There was a standing lamp in the corner shining down on the cream padded reading chair next to his book case full of books on management and strategy.
He had drawers full of stationery; pens and pencils and stamps and staplers and post-its in every colour. He had paperclips and hole-punchers and stacks of envelopes in every size.
But to my seven year old self it wasn’t an office at all. It was just a really cool den, full of really cool things with views to the world and unlimited access to Encarta.
Back then, classes in school had just about started to get interesting. We’d outgrown hand painting and nursery rhymes and had moved on to English, Maths & Science. But I wanted to learn more than my twelve times table – I wanted to learn about the world.
So every evening after school, Encarta ’92 became my around the world ticket.
I travelled to Africa, China, India and every other far away land I’d ever heard of. I learned about The Great Wall, Mount Everest and Kilamanjaro, the Pompeii disaster of 79AD and quirky Renaissance painters who chopped off their own ears. I learned about the World Wildlife Fund and Anita Roddick and Martin Luther King.
Then I learned that there were 5.4 billion people on the planet – and that’s when I had my epiphany.
The Dot Philosophies Installation
Now to explain this philosophy, I want you to imagine you’re walking through the tall glass door of an exhibition space at art gallery. There are high ceilings, white walls and immaculate while tiled floors.

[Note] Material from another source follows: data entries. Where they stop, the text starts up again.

// This Source Code Form is subject to the terms of the Mozilla Public
// License, v. 2.0. If a copy of the MPL was not distributed with this
// file, You can obtain one at http://mozilla.org/MPL/2.0/.

//! The subnetting combinator: splitting the network into two disjoint
//! groups observing different sources in parallel.

use itertools::Itertools;

use crate::config::SubnettingConfig;
use crate::id::{SourceId, StationId};
use crate::time::SessionSeconds;

/// Two sources qualify as a subnetting candidate pair iff their angular
/// separation exceeds the configured threshold ("pairs whose
/// angular separation exceeds the operator-chosen threshold").
pub fn is_subnetting_candidate_pair(separation_rad: f64, config: &SubnettingConfig) -> bool {
    separation_rad > config.min_angular_separation_rad
}

/// All unordered source-id pairs among `sources` whose angular separation
/// (looked up via `separation_of`) clears the configured threshold.
pub fn candidate_pairs(
    sources: &[SourceId],
    config: &SubnettingConfig,
    separation_of: impl Fn(SourceId, SourceId) -> f64,
) -> Vec<(SourceId, SourceId)> {
    sources
        .iter()
        .copied()
        .tuple_combinations()
        .filter(|&(a, b)| is_subnetting_candidate_pair(separation_of(a, b), config))
        .collect()
}

/// One candidate way of splitting the union of two sources' visible
/// stations between them.
#[derive(Clone, Debug)]
pub struct Partition {
    pub stations_a: Vec<StationId>,
    pub stations_b: Vec<StationId>,
}

/// Whether a partition is acceptable: each side must meet its
/// source's `minNumberOfStations`, and the combined station count must meet
/// the configured subnetting strategy's minimum given the maximum stations
/// available to either source alone.
pub fn partition_is_acceptable(
    partition: &Partition,
    min_stations_a: u32,
    min_stations_b: u32,
    n_max_avail: u32,
    config: &SubnettingConfig,
) -> bool {
    let na = partition.stations_a.len() as u32;
    let nb = partition.stations_b.len() as u32;
    if na < min_stations_a || nb < min_stations_b {
        return false;
    }
    let min_total = config.strategy.min_total_stations(n_max_avail);
    na + nb >= min_total
}

/// The hard 10-minute temporal-separation guard between the two sub-scans'
/// end times .
pub fn time_separation_ok(end_a: SessionSeconds, end_b: SessionSeconds, config: &SubnettingConfig) -> bool {
    let delta = end_a.abs_diff(end_b);
    delta <= config.max_time_separation_s
}

/// Every way to split `shared` (stations visible to both sources) between A
/// and B, with `exclusive_a`/`exclusive_b` (visible to only one source)
/// always assigned to their own side. There are `2^|shared|` partitions;
/// the original iterates a bitmask over the shared set ("try
/// every partition of the shared stations").
pub fn enumerate_partitions(exclusive_a: &[StationId], exclusive_b: &[StationId], shared: &[StationId]) -> Vec<Partition> {
    let n = shared.len();
    if n > 20 {
        // A shared-station set this large would enumerate over a million
        // partitions; no real VLBI network approaches this, so this is a
        // sanity bound rather than a real limitation.
        return Vec::new();
    }
    let mut partitions = Vec::with_capacity(1 << n);
    for mask in 0..(1u32 << n) {
        let mut stations_a = exclusive_a.to_vec();
        let mut stations_b = exclusive_b.to_vec();
        for (i, &station) in shared.iter().enumerate() {
            if mask & (1 << i) != 0 {
                stations_a.push(station);
            } else {
                stations_b.push(station);
            }
        }
        partitions.push(Partition { stations_a, stations_b });
    }
    partitions
}

#[cfg(test)]
mod tests {
    use super::*;
    use crate::id::IdRegistry;

    #[test]
    fn scenario_5_subnetting_time_guard() {
        // two candidate scans end at t=1800 and t=3000.
        // |delta|=1200 > 600 -> discarded.
        let config = SubnettingConfig {
            max_time_separation_s: 600,
            ..SubnettingConfig::default()
        };
        assert!(!time_separation_ok(1800, 3000, &config));
    }

    #[test]
    fn within_bound_time_separation_is_ok() {
        let config = SubnettingConfig {
            max_time_separation_s: 600,
            ..SubnettingConfig::default()
        };
        assert!(time_separation_ok(1800, 2300, &config));
    }

    #[test]
    fn candidate_pair_requires_separation_above_threshold() {
        let config = SubnettingConfig {
            min_angular_separation_rad: 60f64.to_radians(),
            ..SubnettingConfig::default()
        };
        assert!(is_subnetting_candidate_pair(90f64.to_radians(), &config));
        assert!(!is_subnetting_candidate_pair(30f64.to_radians(), &config));
    }

    #[test]
    fn enumerate_partitions_covers_every_assignment_of_shared_stations() {
        let mut ids = IdRegistry::new();
        let shared = vec![ids.next_station(), ids.next_station()];
        let partitions = enumerate_partitions(&[], &[], &shared);
        assert_eq!(partitions.len(), 4);
    }

    #[test]
    fn partition_rejected_below_per_source_minimum() {
        let mut ids = IdRegistry::new();
        let partition = Partition {
            stations_a: vec![ids.next_station()],
            stations_b: vec![ids.next_station(), ids.next_station()],
        };
        let config = SubnettingConfig::default();
        assert!(!partition_is_acceptable(&partition, 2, 2, 10, &config));
    }
}
// This Source Code Form is subject to the terms of the Mozilla Public
// License, v. 2.0. If a copy of the MPL was not distributed with this
// file, You can obtain one at http://mozilla.org/MPL/2.0/.

//! Argument definitions for the `schedule` binary (the CLI is an
//! external collaborator; this is deliberately thin — it loads a `Config`
//! and reports what the engine would do with it, not a catalog ingestor).

use std::path::PathBuf;

use clap::Parser;

use crate::config::{Config, ConfigError};

/// Run a VLBI scheduling session from a configuration file.
///
/// Catalog ingestion (stations, sources, equipment, horizon masks) and
/// `.vex`/`.skd` output writing are external collaborators and are
/// not implemented by this binary; it exists to load and validate a
/// `Config` and hand it to the scheduler constructor.
#[derive(Parser, Debug)]
#[clap(name = "schedule", author, about, version)]
pub struct ScheduleArgs {
    /// Path to the session configuration file (YAML or TOML, detected by
    /// extension).
    #[clap(short, long, parse(from_os_str))]
    pub config: PathBuf,

    /// The verbosity of the program. The default is to print high-level
    /// information.
    #[clap(short, long, parse(from_occurrences))]
    pub verbosity: u8,
}

impl ScheduleArgs {
    /// Read and validate the config file named on the command line.
    pub fn load_config(&self) -> Result<Config, ConfigError> {
        let contents = std::fs::read_to_string(&self.config).map_err(|source| ConfigError::Io {
            file: self.config.display().to_string(),
            source,
        })?;

        match self.config.extension().and_then(|e| e.to_str()) {
            Some("toml") => Config::from_toml_str(&contents),
            _ => Config::from_yaml_str(&contents),
        }
    }
}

The air is crisp and cool and calm as it always tends to be in those kinds of places and the only sound that can be heard is the slow-paced heel to toe movements of your own feet. There’s nobody else around. Everything you see and hear and feel is yours.
As you turn right into the space, there’s a sign on the wall illuminated from behind by soft grey-green lighting. You pause to read.
“We Are All Dots On The Planet by LS is a work that explores the simple and complex philosophies of human interconnectedness.
Using various lenses, we zoom in and out of our continued state of impermanence, gaining an appreciation for both the insignificance of our momentary presence and the microscopic details that make up our intricately entangled existence.
We explore the ever-evolving complexities of our social networks, how we create and abandon emotional bonds and the destructive role of the ego in self-perception.
We Are All Dots On The Planet is an investigation into our physical, mental, emotional and spiritual perception of reality and a philosophy, that if applied correctly, can lead to a happier and consciously care-free life.”